ACTIVITY
Take every line from the data that has the word "struct" in it.

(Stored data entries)
== Segment start ==
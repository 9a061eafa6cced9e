//! Task identity, lifecycle events, and the caller-side handle.

use std::sync::Arc;

use tokio::sync::mpsc;
use tokio_util::sync::CancellationToken;
use uuid::Uuid;

use crate::progress::{PROGRESS_SCALE, ProgressCallback};
use crate::TaskError;

/// Opaque identifier of a submitted task.
#[derive(Debug, Clone, Copy, PartialEq, Eq, Hash)]
pub struct TaskId(Uuid);

impl TaskId {
    pub(crate) fn new() -> Self {
        Self(Uuid::new_v4())
    }
}

impl std::fmt::Display for TaskId {
    fn fmt(&self, f: &mut std::fmt::Formatter<'_>) -> std::fmt::Result {
        write!(f, "{}", self.0)
    }
}

/// Lifecycle events delivered to a [`TaskHandle`].
///
/// A task produces `Queued` (only when no unit was idle), then `Dispatched`,
/// any number of `Progress` events, and exactly one terminal event.
#[derive(Debug, Clone, PartialEq)]
pub enum TaskEvent<O> {
    /// No unit was idle; the task waits at `position` (1-based) in the queue.
    Queued {
        /// Queue position at submission time.
        position: usize,
    },
    /// The task was assigned to an execution unit.
    Dispatched {
        /// Index of the unit running the task.
        unit: usize,
    },
    /// The job reported progress.
    Progress {
        /// Completed fraction in `[0, 1]`.
        fraction: f64,
        /// Short description of the current step.
        label: String,
    },
    /// The job finished successfully.
    Completed(O),
    /// The job failed, crashed, was cancelled, or the pool shut down.
    Failed(TaskError),
}

impl<O> TaskEvent<O> {
    /// Returns `true` for `Completed` and `Failed`.
    #[must_use]
    pub const fn is_terminal(&self) -> bool {
        matches!(self, Self::Completed(_) | Self::Failed(_))
    }
}

/// Coordinator-side record of a submitted task.
pub(crate) struct Task<J, O> {
    pub id: TaskId,
    pub job: J,
    pub cancel: CancellationToken,
    pub events: mpsc::UnboundedSender<TaskEvent<O>>,
}

impl<J, O> Task<J, O> {
    /// Delivers a terminal failure, consuming the task.
    pub fn fail(self, error: TaskError) {
        let _ = self.events.send(TaskEvent::Failed(error));
    }
}

/// Caller-side handle to a submitted task.
///
/// Events arrive in the order the coordinator produced them; progress for
/// this task always precedes its terminal event.
pub struct TaskHandle<O> {
    id: TaskId,
    events: mpsc::UnboundedReceiver<TaskEvent<O>>,
    cancel: CancellationToken,
    cancels: mpsc::UnboundedSender<TaskId>,
}

impl<O> TaskHandle<O> {
    pub(crate) const fn new(
        id: TaskId,
        events: mpsc::UnboundedReceiver<TaskEvent<O>>,
        cancel: CancellationToken,
        cancels: mpsc::UnboundedSender<TaskId>,
    ) -> Self {
        Self {
            id,
            events,
            cancel,
            cancels,
        }
    }

    /// Returns the task identifier.
    #[must_use]
    pub const fn id(&self) -> TaskId {
        self.id
    }

    /// Waits for the next lifecycle event. Returns `None` once the terminal
    /// event has been consumed.
    pub async fn next_event(&mut self) -> Option<TaskEvent<O>> {
        self.events.recv().await
    }

    /// Returns the next event if one is already available.
    pub fn try_next_event(&mut self) -> Option<TaskEvent<O>> {
        self.events.try_recv().ok()
    }

    /// Requests cancellation.
    ///
    /// A queued task fails with [`TaskError::Cancelled`] without running. A
    /// running job observes the request at its next yield point.
    pub fn cancel(&self) {
        self.cancel.cancel();
        let _ = self.cancels.send(self.id);
    }

    /// Drains events until the task terminates.
    ///
    /// # Errors
    ///
    /// Returns the task's [`TaskError`], or [`TaskError::Shutdown`] if the
    /// pool went away without delivering a terminal event.
    pub async fn wait(mut self) -> Result<O, TaskError> {
        while let Some(event) = self.events.recv().await {
            match event {
                TaskEvent::Completed(output) => return Ok(output),
                TaskEvent::Failed(error) => return Err(error),
                TaskEvent::Queued { .. }
                | TaskEvent::Dispatched { .. }
                | TaskEvent::Progress { .. } => {}
            }
        }
        Err(TaskError::Shutdown)
    }

    /// Like [`Self::wait`], forwarding progress to `progress`.
    ///
    /// # Errors
    ///
    /// Same as [`Self::wait`].
    pub async fn watch(mut self, progress: Arc<dyn ProgressCallback>) -> Result<O, TaskError> {
        while let Some(event) = self.events.recv().await {
            match event {
                TaskEvent::Queued { position } => {
                    progress.set_message(format!("queued at position {position}"));
                }
                TaskEvent::Dispatched { unit } => {
                    progress.set_total(PROGRESS_SCALE);
                    progress.set_message(format!("running on unit {unit}"));
                }
                TaskEvent::Progress { fraction, label } => {
                    progress.set_fraction(fraction);
                    progress.set_message(label);
                }
                TaskEvent::Completed(output) => {
                    progress.finish("done".to_string());
                    return Ok(output);
                }
                TaskEvent::Failed(error) => {
                    progress.finish(format!("failed: {error}"));
                    return Err(error);
                }
            }
        }
        progress.finish_and_clear();
        Err(TaskError::Shutdown)
    }
}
== Segment end ==
SOLVED PROBLEM
pub struct TaskId(Uuid);
pub(crate) struct Task<J, O> {
pub struct TaskHandle<O> {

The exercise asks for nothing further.